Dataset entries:
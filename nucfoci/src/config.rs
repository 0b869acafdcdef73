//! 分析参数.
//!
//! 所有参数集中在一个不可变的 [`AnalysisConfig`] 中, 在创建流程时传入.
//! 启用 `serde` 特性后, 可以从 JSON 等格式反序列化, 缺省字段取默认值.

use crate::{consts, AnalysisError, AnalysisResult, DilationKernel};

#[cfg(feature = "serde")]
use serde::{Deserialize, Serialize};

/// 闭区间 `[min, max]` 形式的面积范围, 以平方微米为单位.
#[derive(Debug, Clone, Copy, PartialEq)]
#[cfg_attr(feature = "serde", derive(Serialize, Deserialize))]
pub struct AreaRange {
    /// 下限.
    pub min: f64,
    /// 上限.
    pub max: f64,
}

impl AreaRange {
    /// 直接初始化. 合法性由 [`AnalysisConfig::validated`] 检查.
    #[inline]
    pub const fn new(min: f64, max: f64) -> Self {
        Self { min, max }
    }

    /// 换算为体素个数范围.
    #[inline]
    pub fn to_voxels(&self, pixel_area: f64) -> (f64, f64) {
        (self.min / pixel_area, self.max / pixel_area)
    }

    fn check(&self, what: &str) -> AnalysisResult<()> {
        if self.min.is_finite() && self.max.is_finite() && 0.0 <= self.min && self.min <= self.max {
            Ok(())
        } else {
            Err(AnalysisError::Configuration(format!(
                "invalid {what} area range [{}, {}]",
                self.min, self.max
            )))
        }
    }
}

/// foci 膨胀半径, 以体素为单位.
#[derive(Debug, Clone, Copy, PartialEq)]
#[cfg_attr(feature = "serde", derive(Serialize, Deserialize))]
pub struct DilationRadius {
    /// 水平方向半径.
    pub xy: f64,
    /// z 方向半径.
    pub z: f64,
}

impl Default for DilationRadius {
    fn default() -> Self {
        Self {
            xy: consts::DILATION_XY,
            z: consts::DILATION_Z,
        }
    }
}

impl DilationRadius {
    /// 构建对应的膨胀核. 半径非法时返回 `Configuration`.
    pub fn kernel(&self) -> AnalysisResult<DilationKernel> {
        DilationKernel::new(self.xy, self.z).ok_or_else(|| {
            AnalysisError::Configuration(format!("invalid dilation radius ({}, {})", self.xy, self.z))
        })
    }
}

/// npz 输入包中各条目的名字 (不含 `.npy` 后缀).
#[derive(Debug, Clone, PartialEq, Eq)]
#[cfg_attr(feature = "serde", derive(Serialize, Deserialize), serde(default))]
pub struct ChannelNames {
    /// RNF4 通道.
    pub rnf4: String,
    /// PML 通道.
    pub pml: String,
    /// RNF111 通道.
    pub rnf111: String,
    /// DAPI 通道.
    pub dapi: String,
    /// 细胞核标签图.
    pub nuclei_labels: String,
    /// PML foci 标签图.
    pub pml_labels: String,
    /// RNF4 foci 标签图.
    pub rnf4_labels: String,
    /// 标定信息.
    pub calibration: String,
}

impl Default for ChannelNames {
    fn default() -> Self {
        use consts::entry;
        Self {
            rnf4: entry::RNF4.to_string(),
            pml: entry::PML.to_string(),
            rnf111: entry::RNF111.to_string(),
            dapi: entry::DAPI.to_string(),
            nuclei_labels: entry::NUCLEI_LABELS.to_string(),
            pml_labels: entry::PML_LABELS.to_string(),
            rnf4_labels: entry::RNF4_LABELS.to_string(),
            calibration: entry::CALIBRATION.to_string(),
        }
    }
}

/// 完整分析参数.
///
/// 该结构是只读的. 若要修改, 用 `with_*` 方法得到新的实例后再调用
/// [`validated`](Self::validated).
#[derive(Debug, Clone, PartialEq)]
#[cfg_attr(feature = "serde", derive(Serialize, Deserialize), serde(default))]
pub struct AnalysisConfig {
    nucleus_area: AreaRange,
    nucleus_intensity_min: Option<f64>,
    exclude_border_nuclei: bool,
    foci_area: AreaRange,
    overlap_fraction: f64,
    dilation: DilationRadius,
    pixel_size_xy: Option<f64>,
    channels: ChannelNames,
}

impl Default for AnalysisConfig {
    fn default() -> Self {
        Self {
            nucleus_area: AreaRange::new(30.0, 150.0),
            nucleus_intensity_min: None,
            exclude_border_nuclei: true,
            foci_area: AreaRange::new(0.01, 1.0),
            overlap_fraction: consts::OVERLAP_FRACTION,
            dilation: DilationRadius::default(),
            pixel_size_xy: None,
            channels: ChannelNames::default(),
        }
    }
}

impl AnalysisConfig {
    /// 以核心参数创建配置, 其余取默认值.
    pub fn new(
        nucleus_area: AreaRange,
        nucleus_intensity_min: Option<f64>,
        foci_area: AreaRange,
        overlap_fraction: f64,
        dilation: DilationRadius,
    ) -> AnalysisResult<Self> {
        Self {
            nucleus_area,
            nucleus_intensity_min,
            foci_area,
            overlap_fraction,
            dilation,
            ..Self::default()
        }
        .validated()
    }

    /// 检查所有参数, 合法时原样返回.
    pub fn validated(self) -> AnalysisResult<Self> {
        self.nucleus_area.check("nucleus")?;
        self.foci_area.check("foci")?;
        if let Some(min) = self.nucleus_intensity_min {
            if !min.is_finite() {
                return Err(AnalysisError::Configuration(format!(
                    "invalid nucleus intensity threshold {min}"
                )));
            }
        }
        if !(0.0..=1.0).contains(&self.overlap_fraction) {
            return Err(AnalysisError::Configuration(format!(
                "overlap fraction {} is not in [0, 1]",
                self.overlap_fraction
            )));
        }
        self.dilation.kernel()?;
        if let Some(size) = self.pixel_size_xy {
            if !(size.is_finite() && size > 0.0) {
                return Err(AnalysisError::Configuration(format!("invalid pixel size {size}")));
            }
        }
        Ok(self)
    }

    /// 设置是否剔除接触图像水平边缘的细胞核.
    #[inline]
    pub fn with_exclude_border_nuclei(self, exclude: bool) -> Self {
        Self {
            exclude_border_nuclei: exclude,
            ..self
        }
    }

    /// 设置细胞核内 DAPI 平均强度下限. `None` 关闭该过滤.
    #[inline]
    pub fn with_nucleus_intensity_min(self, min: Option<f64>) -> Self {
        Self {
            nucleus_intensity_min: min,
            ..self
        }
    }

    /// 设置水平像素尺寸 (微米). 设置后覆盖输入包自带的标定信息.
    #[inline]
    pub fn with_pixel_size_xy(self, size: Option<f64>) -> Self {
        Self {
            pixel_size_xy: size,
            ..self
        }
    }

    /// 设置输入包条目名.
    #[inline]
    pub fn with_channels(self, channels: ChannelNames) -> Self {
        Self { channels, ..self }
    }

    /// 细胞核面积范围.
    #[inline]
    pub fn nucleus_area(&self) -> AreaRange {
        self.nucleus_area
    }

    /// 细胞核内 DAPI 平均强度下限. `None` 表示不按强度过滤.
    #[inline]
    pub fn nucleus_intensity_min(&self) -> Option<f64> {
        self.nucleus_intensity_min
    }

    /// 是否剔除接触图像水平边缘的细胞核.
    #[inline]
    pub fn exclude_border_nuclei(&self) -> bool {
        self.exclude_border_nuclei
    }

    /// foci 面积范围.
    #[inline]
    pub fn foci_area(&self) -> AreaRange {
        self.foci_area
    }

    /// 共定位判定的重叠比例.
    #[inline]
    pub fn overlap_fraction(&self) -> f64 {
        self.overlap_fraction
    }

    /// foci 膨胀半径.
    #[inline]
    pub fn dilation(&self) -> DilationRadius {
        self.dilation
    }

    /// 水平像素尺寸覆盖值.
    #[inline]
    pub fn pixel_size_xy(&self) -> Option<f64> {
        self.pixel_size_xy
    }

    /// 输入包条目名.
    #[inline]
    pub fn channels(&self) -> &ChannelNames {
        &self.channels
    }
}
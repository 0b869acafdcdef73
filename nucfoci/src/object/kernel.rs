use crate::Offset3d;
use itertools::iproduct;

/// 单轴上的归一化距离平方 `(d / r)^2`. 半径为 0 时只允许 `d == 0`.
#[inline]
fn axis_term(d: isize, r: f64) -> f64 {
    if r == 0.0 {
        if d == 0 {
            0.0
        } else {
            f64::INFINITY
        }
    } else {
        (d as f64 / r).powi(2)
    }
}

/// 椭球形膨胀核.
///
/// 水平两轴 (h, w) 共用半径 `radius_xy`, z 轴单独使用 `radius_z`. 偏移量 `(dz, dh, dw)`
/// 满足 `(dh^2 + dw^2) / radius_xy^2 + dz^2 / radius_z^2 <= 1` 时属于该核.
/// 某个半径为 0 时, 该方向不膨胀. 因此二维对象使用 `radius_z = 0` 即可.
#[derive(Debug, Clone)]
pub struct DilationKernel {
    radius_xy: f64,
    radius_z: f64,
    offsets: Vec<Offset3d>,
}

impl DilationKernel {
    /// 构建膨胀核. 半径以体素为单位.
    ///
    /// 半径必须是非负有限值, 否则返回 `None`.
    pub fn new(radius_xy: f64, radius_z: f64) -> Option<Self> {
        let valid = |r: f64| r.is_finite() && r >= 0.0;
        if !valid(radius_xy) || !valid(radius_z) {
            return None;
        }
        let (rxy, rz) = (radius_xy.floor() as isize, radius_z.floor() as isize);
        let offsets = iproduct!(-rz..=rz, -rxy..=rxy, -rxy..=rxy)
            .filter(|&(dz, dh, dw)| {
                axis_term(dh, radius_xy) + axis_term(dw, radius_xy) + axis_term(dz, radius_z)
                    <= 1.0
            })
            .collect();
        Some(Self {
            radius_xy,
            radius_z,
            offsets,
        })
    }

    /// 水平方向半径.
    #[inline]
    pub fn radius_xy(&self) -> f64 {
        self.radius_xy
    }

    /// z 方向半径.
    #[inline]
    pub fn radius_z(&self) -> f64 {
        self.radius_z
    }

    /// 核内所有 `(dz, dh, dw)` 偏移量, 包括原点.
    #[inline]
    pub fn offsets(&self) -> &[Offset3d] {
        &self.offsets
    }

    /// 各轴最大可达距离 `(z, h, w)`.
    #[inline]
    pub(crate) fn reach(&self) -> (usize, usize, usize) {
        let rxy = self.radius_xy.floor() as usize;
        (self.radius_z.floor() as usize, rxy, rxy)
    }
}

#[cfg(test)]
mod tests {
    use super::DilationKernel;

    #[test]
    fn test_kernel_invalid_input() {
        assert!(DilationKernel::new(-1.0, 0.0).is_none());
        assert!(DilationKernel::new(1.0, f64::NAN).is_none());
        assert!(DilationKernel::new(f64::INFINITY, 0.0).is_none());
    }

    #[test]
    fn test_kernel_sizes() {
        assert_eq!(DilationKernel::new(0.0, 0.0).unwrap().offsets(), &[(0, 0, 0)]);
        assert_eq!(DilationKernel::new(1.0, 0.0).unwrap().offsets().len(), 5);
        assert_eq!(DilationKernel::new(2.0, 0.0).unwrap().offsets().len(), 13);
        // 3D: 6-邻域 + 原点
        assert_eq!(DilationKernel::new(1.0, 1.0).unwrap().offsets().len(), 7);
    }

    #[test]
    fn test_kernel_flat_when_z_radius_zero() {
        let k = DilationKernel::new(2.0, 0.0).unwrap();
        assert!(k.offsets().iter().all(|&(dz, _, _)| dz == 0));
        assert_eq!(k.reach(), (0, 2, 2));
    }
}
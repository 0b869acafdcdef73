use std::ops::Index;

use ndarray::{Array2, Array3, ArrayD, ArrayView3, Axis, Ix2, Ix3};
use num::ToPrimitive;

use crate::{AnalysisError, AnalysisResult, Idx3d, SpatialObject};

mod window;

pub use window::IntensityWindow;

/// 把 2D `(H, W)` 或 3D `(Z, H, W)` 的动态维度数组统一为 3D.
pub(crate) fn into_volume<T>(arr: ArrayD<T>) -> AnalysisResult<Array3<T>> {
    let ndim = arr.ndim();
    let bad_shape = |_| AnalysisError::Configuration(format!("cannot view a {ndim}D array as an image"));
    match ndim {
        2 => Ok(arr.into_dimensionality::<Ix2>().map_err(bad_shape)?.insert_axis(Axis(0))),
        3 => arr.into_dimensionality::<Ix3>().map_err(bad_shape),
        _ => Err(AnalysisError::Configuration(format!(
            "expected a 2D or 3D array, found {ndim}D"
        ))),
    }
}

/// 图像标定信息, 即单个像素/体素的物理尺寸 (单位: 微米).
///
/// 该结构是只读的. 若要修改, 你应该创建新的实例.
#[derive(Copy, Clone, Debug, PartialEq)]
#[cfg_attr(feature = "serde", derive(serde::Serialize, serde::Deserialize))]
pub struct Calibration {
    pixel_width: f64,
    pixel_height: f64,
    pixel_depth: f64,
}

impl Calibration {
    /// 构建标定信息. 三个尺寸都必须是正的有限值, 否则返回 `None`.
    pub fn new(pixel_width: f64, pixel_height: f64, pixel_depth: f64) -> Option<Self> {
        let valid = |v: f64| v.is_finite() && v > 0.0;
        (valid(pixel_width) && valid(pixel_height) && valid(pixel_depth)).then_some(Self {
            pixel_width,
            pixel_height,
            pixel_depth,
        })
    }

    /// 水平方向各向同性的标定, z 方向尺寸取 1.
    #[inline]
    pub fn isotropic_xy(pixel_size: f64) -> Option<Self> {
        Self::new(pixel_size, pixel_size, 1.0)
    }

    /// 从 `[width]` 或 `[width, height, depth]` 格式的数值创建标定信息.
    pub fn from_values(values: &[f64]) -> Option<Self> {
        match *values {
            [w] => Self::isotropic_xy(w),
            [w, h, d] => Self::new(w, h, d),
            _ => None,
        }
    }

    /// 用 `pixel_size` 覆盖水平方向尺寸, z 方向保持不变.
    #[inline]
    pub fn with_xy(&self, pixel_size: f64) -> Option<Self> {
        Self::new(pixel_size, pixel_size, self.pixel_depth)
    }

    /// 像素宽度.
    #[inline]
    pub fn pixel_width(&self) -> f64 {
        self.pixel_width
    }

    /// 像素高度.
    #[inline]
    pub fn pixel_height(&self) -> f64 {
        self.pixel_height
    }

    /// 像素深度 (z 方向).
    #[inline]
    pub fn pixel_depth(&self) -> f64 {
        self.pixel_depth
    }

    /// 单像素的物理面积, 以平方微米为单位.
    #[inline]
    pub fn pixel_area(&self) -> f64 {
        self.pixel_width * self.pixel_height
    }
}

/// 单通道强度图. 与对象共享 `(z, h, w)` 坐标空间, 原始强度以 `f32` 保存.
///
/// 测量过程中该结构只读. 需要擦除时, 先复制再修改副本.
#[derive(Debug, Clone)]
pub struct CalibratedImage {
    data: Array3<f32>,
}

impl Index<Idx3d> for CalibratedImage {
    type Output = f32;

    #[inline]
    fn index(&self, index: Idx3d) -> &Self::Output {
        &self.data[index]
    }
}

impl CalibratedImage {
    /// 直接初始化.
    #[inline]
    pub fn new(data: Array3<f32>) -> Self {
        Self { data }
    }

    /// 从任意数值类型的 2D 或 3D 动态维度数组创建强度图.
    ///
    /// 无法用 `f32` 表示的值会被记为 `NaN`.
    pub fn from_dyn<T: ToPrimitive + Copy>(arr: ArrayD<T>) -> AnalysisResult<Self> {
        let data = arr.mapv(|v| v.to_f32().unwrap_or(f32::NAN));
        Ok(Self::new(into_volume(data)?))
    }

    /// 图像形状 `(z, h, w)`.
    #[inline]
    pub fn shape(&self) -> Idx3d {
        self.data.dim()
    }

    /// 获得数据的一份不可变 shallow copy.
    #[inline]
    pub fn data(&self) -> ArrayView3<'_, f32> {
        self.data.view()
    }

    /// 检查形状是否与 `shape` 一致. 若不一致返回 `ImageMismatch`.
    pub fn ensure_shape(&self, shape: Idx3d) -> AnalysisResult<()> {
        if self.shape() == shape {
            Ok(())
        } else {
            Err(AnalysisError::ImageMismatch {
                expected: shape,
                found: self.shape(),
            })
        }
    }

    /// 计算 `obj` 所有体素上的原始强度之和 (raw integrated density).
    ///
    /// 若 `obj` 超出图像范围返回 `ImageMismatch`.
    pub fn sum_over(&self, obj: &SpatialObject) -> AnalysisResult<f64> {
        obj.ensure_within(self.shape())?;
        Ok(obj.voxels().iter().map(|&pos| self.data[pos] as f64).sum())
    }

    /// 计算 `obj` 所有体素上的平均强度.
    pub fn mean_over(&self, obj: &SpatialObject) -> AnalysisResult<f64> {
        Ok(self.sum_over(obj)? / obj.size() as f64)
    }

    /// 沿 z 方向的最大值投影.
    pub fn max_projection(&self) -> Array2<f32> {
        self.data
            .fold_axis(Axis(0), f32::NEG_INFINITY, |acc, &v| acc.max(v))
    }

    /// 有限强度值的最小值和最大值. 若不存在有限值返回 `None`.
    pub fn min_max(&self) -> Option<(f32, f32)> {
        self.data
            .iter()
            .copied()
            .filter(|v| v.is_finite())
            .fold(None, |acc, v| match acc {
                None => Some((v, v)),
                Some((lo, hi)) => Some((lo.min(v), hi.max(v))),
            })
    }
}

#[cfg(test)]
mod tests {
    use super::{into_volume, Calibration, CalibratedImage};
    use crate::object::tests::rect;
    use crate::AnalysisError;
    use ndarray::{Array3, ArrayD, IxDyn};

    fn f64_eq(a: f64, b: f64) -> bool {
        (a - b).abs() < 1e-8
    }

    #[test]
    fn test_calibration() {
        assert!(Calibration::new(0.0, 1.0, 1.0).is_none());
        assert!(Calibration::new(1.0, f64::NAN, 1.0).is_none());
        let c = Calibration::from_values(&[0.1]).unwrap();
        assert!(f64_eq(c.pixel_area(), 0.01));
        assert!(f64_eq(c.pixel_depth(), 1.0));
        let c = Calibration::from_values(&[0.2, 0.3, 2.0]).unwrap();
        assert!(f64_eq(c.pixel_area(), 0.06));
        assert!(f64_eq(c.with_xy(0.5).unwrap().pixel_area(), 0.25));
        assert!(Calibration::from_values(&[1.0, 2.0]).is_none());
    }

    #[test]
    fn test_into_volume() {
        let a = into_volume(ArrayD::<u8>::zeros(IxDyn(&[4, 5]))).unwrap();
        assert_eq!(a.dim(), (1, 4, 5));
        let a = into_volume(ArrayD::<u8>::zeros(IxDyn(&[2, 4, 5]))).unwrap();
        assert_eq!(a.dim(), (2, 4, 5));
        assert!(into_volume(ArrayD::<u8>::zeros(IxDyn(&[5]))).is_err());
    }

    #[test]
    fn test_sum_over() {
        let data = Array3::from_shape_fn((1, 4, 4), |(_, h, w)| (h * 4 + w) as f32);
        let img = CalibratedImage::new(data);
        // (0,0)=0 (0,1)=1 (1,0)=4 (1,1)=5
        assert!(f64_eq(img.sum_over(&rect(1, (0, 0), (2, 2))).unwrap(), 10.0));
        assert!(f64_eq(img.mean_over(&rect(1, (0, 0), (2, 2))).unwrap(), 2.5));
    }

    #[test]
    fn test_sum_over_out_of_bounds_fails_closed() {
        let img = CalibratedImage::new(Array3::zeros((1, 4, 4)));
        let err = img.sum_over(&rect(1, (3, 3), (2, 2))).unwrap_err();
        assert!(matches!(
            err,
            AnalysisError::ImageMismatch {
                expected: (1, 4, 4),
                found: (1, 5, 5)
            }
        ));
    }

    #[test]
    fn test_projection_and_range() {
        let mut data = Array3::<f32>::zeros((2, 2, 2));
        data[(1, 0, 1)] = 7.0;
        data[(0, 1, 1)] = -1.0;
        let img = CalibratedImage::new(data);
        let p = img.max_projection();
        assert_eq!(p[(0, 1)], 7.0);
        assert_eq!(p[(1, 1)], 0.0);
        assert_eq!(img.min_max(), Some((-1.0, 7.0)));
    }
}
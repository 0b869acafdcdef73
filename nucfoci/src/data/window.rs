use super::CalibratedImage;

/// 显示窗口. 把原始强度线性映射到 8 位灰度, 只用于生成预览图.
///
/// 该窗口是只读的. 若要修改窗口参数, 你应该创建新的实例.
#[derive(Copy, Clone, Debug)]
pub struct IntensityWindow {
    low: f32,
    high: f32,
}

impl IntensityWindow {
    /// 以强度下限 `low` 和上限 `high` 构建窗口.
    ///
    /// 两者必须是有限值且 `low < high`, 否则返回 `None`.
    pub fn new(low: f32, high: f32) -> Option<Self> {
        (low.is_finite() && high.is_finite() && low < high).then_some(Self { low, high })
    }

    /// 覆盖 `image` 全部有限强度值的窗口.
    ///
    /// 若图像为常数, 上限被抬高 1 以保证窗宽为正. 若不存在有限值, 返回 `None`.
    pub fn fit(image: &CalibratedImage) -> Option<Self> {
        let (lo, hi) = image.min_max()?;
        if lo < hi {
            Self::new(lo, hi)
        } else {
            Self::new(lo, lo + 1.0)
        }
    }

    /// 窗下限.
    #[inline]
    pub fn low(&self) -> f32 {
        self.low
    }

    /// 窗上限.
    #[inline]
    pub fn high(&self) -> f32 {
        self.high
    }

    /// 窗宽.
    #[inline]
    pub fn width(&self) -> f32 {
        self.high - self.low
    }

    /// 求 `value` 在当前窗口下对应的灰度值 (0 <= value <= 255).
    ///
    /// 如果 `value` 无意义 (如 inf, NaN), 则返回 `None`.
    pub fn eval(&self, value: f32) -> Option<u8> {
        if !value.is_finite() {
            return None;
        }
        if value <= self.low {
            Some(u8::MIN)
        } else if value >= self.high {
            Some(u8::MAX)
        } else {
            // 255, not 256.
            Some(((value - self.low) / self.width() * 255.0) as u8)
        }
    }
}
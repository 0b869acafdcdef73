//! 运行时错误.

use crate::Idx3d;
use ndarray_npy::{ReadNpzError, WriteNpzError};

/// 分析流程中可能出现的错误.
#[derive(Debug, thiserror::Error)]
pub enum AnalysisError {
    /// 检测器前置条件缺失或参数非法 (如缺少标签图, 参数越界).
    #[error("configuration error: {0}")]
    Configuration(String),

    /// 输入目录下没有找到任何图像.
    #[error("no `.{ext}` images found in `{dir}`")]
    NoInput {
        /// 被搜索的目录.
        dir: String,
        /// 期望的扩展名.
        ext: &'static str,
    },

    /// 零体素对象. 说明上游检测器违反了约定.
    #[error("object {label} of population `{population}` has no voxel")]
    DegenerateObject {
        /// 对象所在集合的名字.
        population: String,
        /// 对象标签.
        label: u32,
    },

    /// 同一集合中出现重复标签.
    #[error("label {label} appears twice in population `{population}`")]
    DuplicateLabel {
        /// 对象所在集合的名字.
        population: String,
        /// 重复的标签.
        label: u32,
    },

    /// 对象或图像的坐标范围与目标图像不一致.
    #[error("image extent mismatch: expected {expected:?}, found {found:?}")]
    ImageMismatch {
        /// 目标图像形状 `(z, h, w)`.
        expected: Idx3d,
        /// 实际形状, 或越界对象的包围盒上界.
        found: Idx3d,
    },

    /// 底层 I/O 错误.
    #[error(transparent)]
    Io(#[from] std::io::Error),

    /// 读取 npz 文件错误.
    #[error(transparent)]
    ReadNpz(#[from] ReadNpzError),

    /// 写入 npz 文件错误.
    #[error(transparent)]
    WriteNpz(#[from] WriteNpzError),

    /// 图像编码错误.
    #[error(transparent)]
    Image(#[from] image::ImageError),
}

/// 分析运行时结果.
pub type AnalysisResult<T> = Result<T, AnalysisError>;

— THE PROBLEM —
Each line above that has the word "ArrayD" must be copied.

— ANSWER FOR THIS EXERCISE —
use ndarray::{Array2, Array3, ArrayD, ArrayView3, Axis, Ix2, Ix3};
pub(crate) fn into_volume<T>(arr: ArrayD<T>) -> AnalysisResult<Array3<T>> {
    pub fn from_dyn<T: ToPrimitive + Copy>(arr: ArrayD<T>) -> AnalysisResult<Self> {
    use ndarray::{Array3, ArrayD, IxDyn};
        let a = into_volume(ArrayD::<u8>::zeros(IxDyn(&[4, 5]))).unwrap();
        let a = into_volume(ArrayD::<u8>::zeros(IxDyn(&[2, 4, 5]))).unwrap();
        assert!(into_volume(ArrayD::<u8>::zeros(IxDyn(&[5]))).is_err());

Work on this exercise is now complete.